Donald Trump arrives for a rally in Green Bay, Wisconsin, on April 2, 2024. (Photo by Scott Olson/Getty Images)

You wouldn’t know it from reading this newsletter on most days, admittedly, but it’s possible to be too alarmist about Donald Trump.

For instance, despite being every inch a Never Trumper in 2020, I remember watching this ad in the final days of the campaign and bursting out laughing.

It wasn’t the prospect of Trump conniving to cling to power that I found absurd. That was plausible, as the country would soon discover.

What was absurd was that the Constitution speaks with unusual clarity in foreclosing the possibility of a third term. We’ve all read these words at some point: “No person shall be elected to the office of the President more than twice, and no person who has held the office of President, or acted as President, for more than two years of a term to which some other person was elected President shall be elected to the office of the President more than once.”
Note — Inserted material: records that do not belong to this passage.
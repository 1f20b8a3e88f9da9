//! Доменная модель чинчиро: кости, руки, ставки, роли, правила стола.

pub mod chips;
pub mod dice;
pub mod hand;
pub mod player;
pub mod rules;

// Базовые идентификаторы. Ключ сессии – это, как правило, id канала транспорта.
pub type PlayerId = u64;
pub type SessionKey = u64;
pub type RoundNumber = u64;

pub use chips::*;
pub use dice::*;
pub use hand::*;
pub use player::*;
pub use rules::*;
//! Конфигурация сервиса: правила стола, шаблон переводов, хранилище балансов.
//!
//! Читается из TOML; отсутствующие ключи берутся из `Default`.

use std::path::{Path, PathBuf};

use serde::{Deserialize, Serialize};
use thiserror::Error;

use crate::domain::chips::Chips;
use crate::domain::rules::GameRules;
use crate::time_ctrl::IdlePolicy;

pub const DEFAULT_TRANSFER_TEMPLATE: &str = "!pay {payer} {payee} {amount}";

/// Ошибки загрузки конфига.
#[derive(Debug, Error)]
pub enum ConfigError {
    #[error("Не удалось прочитать {}: {}", .path.display(), .source)]
    Io {
        path: PathBuf,
        #[source]
        source: std::io::Error,
    },

    #[error("Некорректный TOML: {0}")]
    Toml(#[from] toml::de::Error),

    #[error("Некорректное значение {field}: {reason}")]
    InvalidValue { field: &'static str, reason: String },
}

#[derive(Clone, Debug, Serialize, Deserialize, PartialEq, Eq)]
#[serde(default)]
pub struct ServiceConfig {
    pub rules: GameRules,
    /// Шаблон команды перевода для внешней экономики.
    pub transfer_template: String,
    /// Через сколько секунд простоя сессия закрывается. `None` – никогда.
    pub idle_expiry_secs: Option<u64>,
    /// Путь к JSON с балансами. Если задан, сервис ведёт свой леджер.
    pub balances_path: Option<PathBuf>,
    /// Баланс игрока, которого леджер ещё не видел.
    pub starting_balance: Chips,
}

impl Default for ServiceConfig {
    fn default() -> Self {
        Self {
            rules: GameRules::default(),
            transfer_template: DEFAULT_TRANSFER_TEMPLATE.to_string(),
            idle_expiry_secs: None,
            balances_path: None,
            starting_balance: Chips(10_000),
        }
    }
}

impl ServiceConfig {
    pub fn from_toml_str(raw: &str) -> Result<Self, ConfigError> {
        let config: ServiceConfig = toml::from_str(raw)?;
        config.validate()?;
        Ok(config)
    }

    pub fn load(path: impl AsRef<Path>) -> Result<Self, ConfigError> {
        let path = path.as_ref();
        let raw = std::fs::read_to_string(path).map_err(|source| ConfigError::Io {
            path: path.to_path_buf(),
            source,
        })?;
        Self::from_toml_str(&raw)
    }

    pub fn validate(&self) -> Result<(), ConfigError> {
        if self.rules.max_bet.is_zero() {
            return Err(ConfigError::InvalidValue {
                field: "rules.max_bet",
                reason: "должна быть больше нуля".to_string(),
            });
        }
        if self.rules.min_participants < 2 {
            return Err(ConfigError::InvalidValue {
                field: "rules.min_participants",
                reason: format!("минимум 2, получено {}", self.rules.min_participants),
            });
        }
        Ok(())
    }

    pub fn idle_policy(&self) -> IdlePolicy {
        match self.idle_expiry_secs {
            Some(secs) => IdlePolicy::new(secs),
            None => IdlePolicy::disabled(),
        }
    }
}
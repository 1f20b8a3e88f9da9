use std::collections::HashMap;

use crate::domain::{mention, PlayerId};

/// Отображаемое имя игрока для рендера и текстов.
///
/// Транспорт может подставить свой резолвер (ник из чата и т.п.).
pub trait PlayerNameResolver: Send + Sync {
    fn resolve_name(&self, player_id: PlayerId) -> String;
}

/// Простая реализация: имя = упоминание `<@id>`.
#[derive(Clone, Debug, Default)]
pub struct DefaultNameResolver;

impl PlayerNameResolver for DefaultNameResolver {
    fn resolve_name(&self, player_id: PlayerId) -> String {
        mention(player_id)
    }
}

/// Резолвер по таблице имён, с fallback на упоминание.
#[derive(Clone, Debug, Default)]
pub struct StaticNameResolver {
    names: HashMap<PlayerId, String>,
}

impl StaticNameResolver {
    pub fn new() -> Self {
        Self::default()
    }

    pub fn with_name(mut self, player_id: PlayerId, name: impl Into<String>) -> Self {
        self.names.insert(player_id, name.into());
        self
    }
}

impl PlayerNameResolver for StaticNameResolver {
    fn resolve_name(&self, player_id: PlayerId) -> String {
        self.names
            .get(&player_id)
            .cloned()
            .unwrap_or_else(|| mention(player_id))
    }
}
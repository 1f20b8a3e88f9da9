use serde::{Deserialize, Serialize};

use crate::domain::{PlayerId, SessionKey};

/// Команда верхнего уровня. Транспорт (кнопки / текстовые команды чата)
/// превращает ввод пользователя в одну из них.
///
/// У каждой команды есть ключ сессии и актёр, который её выполняет.
#[derive(Clone, Debug, Serialize, Deserialize, PartialEq, Eq)]
pub enum Command {
    /// Открыть лобби в канале. Хост сам в игру не входит.
    OpenLobby { session_key: SessionKey, host_id: PlayerId },

    Join { session_key: SessionKey, player_id: PlayerId },

    Leave { session_key: SessionKey, player_id: PlayerId },

    /// Хост запускает выбор родителя.
    StartParentSelection { session_key: SessionKey, actor: PlayerId },

    /// Кнопки +/- панели ставок.
    AdjustBet {
        session_key: SessionKey,
        actor: PlayerId,
        delta: i64,
    },

    /// Кнопка "сбросить": временная ставка = 0.
    ClearBet { session_key: SessionKey, actor: PlayerId },

    ConfirmBet { session_key: SessionKey, actor: PlayerId },

    /// Родитель закрывает ставки и бросает первым.
    StartParentRoll { session_key: SessionKey, actor: PlayerId },

    Roll { session_key: SessionKey, actor: PlayerId },

    Stop { session_key: SessionKey, actor: PlayerId },

    /// Завершить игру (хост или текущий родитель).
    End { session_key: SessionKey, actor: PlayerId },
}

impl Command {
    pub fn session_key(&self) -> SessionKey {
        match *self {
            Command::OpenLobby { session_key, .. }
            | Command::Join { session_key, .. }
            | Command::Leave { session_key, .. }
            | Command::StartParentSelection { session_key, .. }
            | Command::AdjustBet { session_key, .. }
            | Command::ClearBet { session_key, .. }
            | Command::ConfirmBet { session_key, .. }
            | Command::StartParentRoll { session_key, .. }
            | Command::Roll { session_key, .. }
            | Command::Stop { session_key, .. }
            | Command::End { session_key, .. } => session_key,
        }
    }

    /// Кто выполняет команду.
    pub fn actor(&self) -> PlayerId {
        match *self {
            Command::OpenLobby { host_id, .. } => host_id,
            Command::Join { player_id, .. } | Command::Leave { player_id, .. } => player_id,
            Command::StartParentSelection { actor, .. }
            | Command::AdjustBet { actor, .. }
            | Command::ClearBet { actor, .. }
            | Command::ConfirmBet { actor, .. }
            | Command::StartParentRoll { actor, .. }
            | Command::Roll { actor, .. }
            | Command::Stop { actor, .. }
            | Command::End { actor, .. } => actor,
        }
    }
}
Clever minds might home in on the words “elected to the office of the President” and reason that Trump could be elected vice president and then ascend to the presidency automatically by having his running mate graciously step aside. But the Constitution is clear on that as well: “No person constitutionally ineligible to the office of President shall be eligible to that of Vice-President of the United States.”
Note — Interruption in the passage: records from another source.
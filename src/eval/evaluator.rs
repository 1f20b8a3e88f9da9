use core::cmp::Ordering;

use crate::domain::dice::Dice;
use crate::domain::hand::{Hand, HandKind, Outcome};
use crate::eval::hand_rank::describe_hand;

/// Оценить бросок. Результат не зависит от порядка костей.
pub fn evaluate(dice: &Dice) -> Hand {
    evaluate_values(dice.sorted())
}

/// Оценка по уже отсортированной тройке `(a, b, c)`.
pub fn evaluate_values(sorted: [u8; 3]) -> Hand {
    let (kind, tiebreak) = classify(sorted);
    Hand {
        kind,
        tiebreak,
        label: describe_hand(kind, tiebreak),
    }
}

fn classify([a, b, c]: [u8; 3]) -> (HandKind, u8) {
    match (a, b, c) {
        (1, 2, 3) => (HandKind::Hifumi, 0),
        (4, 5, 6) => (HandKind::Shigoro, 0),
        _ if a == b && b == c => (HandKind::Triple, a),
        // Пара внизу – очко у старшей кости, пара сверху – у младшей.
        _ if a == b => (HandKind::Point, c),
        _ if b == c => (HandKind::Point, a),
        _ => (HandKind::NoHand, 0),
    }
}

/// Сравнить руку родителя и руку ребёнка: ранг, затем tiebreak.
pub fn compare(parent: &Hand, child: &Hand) -> Outcome {
    match child.strength().cmp(&parent.strength()) {
        Ordering::Greater => Outcome::ChildWins,
        Ordering::Less => Outcome::ChildLoses,
        Ordering::Equal => Outcome::Draw,
    }
}
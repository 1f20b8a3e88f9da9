use serde::{Deserialize, Serialize};

use crate::domain::dice::Dice;
use crate::domain::hand::Hand;
use crate::domain::rules::MAX_TRIES;
use crate::domain::{PlayerId, Role};
use crate::engine::errors::EngineError;
use crate::engine::{roll_dice, DiceSource};
use crate::eval::evaluate;

/// Результат одного броска внутри хода.
#[derive(Clone, Debug, Serialize, Deserialize, PartialEq, Eq)]
pub struct RollResult {
    pub dice: Dice,
    pub hand: Hand,
    /// Номер попытки (1..=3).
    pub attempt: u8,
    /// Зафиксирован ли ход этим броском.
    pub finalized: bool,
}

/// Ход одного игрока (родителя или ребёнка).
///
/// `final_hand` выставляется ровно один раз, после этого сессия терминальна.
#[derive(Clone, Debug, Serialize, Deserialize, PartialEq, Eq)]
pub struct RoundSession {
    pub actor_id: PlayerId,
    pub role: Role,
    pub tries: u8,
    pub last_roll: Option<Dice>,
    pub final_hand: Option<Hand>,
    /// Ход закрыт через STOP, а не броском.
    pub stopped: bool,
}

impl RoundSession {
    pub fn new(actor_id: PlayerId, role: Role) -> Self {
        Self {
            actor_id,
            role,
            tries: 0,
            last_roll: None,
            final_hand: None,
            stopped: false,
        }
    }

    pub fn is_final(&self) -> bool {
        self.final_hand.is_some()
    }

    /// Проверки перед броском: актёр, бюджет попыток, терминальность.
    pub fn ensure_can_roll(&self, actor: PlayerId) -> Result<(), EngineError> {
        if actor != self.actor_id {
            return Err(EngineError::NotYourTurn(actor));
        }
        if self.tries >= MAX_TRIES {
            return Err(EngineError::RetryBudgetExhausted);
        }
        if self.is_final() {
            return Err(EngineError::AlreadyFinalized);
        }
        Ok(())
    }

    /// Бросить кости из источника случайности.
    pub fn roll(&mut self, actor: PlayerId, rng: &mut dyn DiceSource) -> Result<RollResult, EngineError> {
        self.ensure_can_roll(actor)?;
        let dice = roll_dice(rng);
        self.apply_roll(actor, dice)
    }

    /// Применить уже выпавший бросок.
    ///
    /// Ход закрывается, если рука «с комбинацией» или это третья попытка.
    pub fn apply_roll(&mut self, actor: PlayerId, dice: Dice) -> Result<RollResult, EngineError> {
        self.ensure_can_roll(actor)?;

        self.tries += 1;
        self.last_roll = Some(dice);
        let hand = evaluate(&dice);

        let finalized = hand.kind.is_scoring() || self.tries >= MAX_TRIES;
        if finalized {
            self.final_hand = Some(hand.clone());
        }

        Ok(RollResult {
            dice,
            hand,
            attempt: self.tries,
            finalized,
        })
    }

    /// STOP: зафиксировать руку последнего броска (без переброса).
    pub fn stop(&mut self, actor: PlayerId) -> Result<(Dice, Hand), EngineError> {
        if actor != self.actor_id {
            return Err(EngineError::NotYourTurn(actor));
        }
        if self.is_final() {
            return Err(EngineError::AlreadyFinalized);
        }
        let dice = self.last_roll.ok_or(EngineError::NothingToStop)?;

        let hand = evaluate(&dice);
        self.final_hand = Some(hand.clone());
        self.stopped = true;
        Ok((dice, hand))
    }
}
If Trump wins reelection this fall, he can’t be elected a third time in 2028. Simple as that.

Isn’t it?

Two publications normally poles apart in their sensibilities considered the question last week and concluded that it is not, in fact, that simple. The Constitution should be amended to let Trump run for a third term in 2028, Peter Tonguette argued at The American Conservative. Trump is going to try to run for a third term in 2028 regardless, Jonathan Last countered at The Bulwark—and the courts might very well rubber-stamp his attempt to do so.

They’re both wrong. And right.


The possibility of a third Trump term feels live in a way that the possibility of a third Barack Obama term never was, partly because of the bitter experience of 2020 and partly to the freakish adulation that Trump has cultivated among his base.
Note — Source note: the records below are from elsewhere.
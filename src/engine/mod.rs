//! Движок чинчиро: фазы сессии, ходы с бросками, ставки, расчёты, ротация родителя.
//!
//! Высокоуровневые объекты:
//!   - `GameSession` – синхронный агрегат одной игры (все инварианты здесь);
//!   - `SessionRegistry` – процессный реестр сессий по ключу канала;
//!   - `TurnScheduler` – async-обвязка: блокировка сессии, in-flight флаг,
//!     вызовы render / settlement коллабораторов.

pub mod betting;
pub mod errors;
pub mod game_loop;
pub mod phase;
pub mod positions;
pub mod round;
pub mod round_history;
pub mod scheduler;
pub mod session_registry;
pub mod settlement;
pub mod sinks;
pub mod validation;

pub use betting::{BetLine, BettingLedger};
pub use errors::{EngineError, ErrorCode};
pub use game_loop::{
    GameSession, NextTurn, ParentSelection, RollReport, RoundEnd, SelectionRoll, TurnResolution,
};
pub use phase::Phase;
pub use round::{RollResult, RoundSession};
pub use round_history::{RoundEvent, RoundEventKind, RoundHistory};
pub use scheduler::{Delivery, RollOutcome, TurnScheduler};
pub use session_registry::{FlightGuard, SessionRegistry, SessionSlot};
pub use settlement::{AutoSettlement, ChildSettlement, ParentResolution, SettlementEngine, Transfer};
pub use sinks::{ArtifactRef, RenderContext, RenderSink, RollStage, SettlementSink, SinkError};

use crate::domain::dice::{Dice, DIE_FACES};

/// Источник случайности для костей.
/// Реализации – в infra (обёртки над `rand` и скриптованный вариант для тестов).
pub trait DiceSource: Send {
    /// Одна кость, 1..=6.
    fn roll_die(&mut self) -> u8;

    /// Равномерный индекс в `0..len` (`len > 0`).
    fn choose_index(&mut self, len: usize) -> usize;
}

/// Бросить три кости. Значения вне 1..=6 зажимаются в диапазон.
pub fn roll_dice(rng: &mut dyn DiceSource) -> Dice {
    let mut face = || rng.roll_die().clamp(1, DIE_FACES);
    Dice([face(), face(), face()])
}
Obama had his own moony messianic appeal for the left, especially circa 2008, but that was mostly a function of the historic nature of his candidacy and wore off as he got down to the messy business of governing. The messianism around Trump has flowed in reverse, actually intensifying as his career has worn on to the point where the MAGA movement as of 2024 is … no longer a political movement, exactly.

A post-liberal cult of personality will not lightly be deterred from extending its hold on power by a few lines of written law, any more than it was by the Electoral Count Act on January 6, 2021. So when the prospect of a third term is broached, it naturally rings truer in Trump’s case than it would in Obama’s.

It also rings truer in Trump’s case because, well, Trump is Trump. And because he’s raised the possibility before.

“We are going to win four more years,” he said at a campaign stop in 2020. “And then after that, we’ll go for another four years because they spied on my campaign. We should get a redo of four years.” He repeated the point a month later, vowing to “negotiate” over a third term “because we’re probably—based on the way we were treated—we are probably entitled to another four after that.”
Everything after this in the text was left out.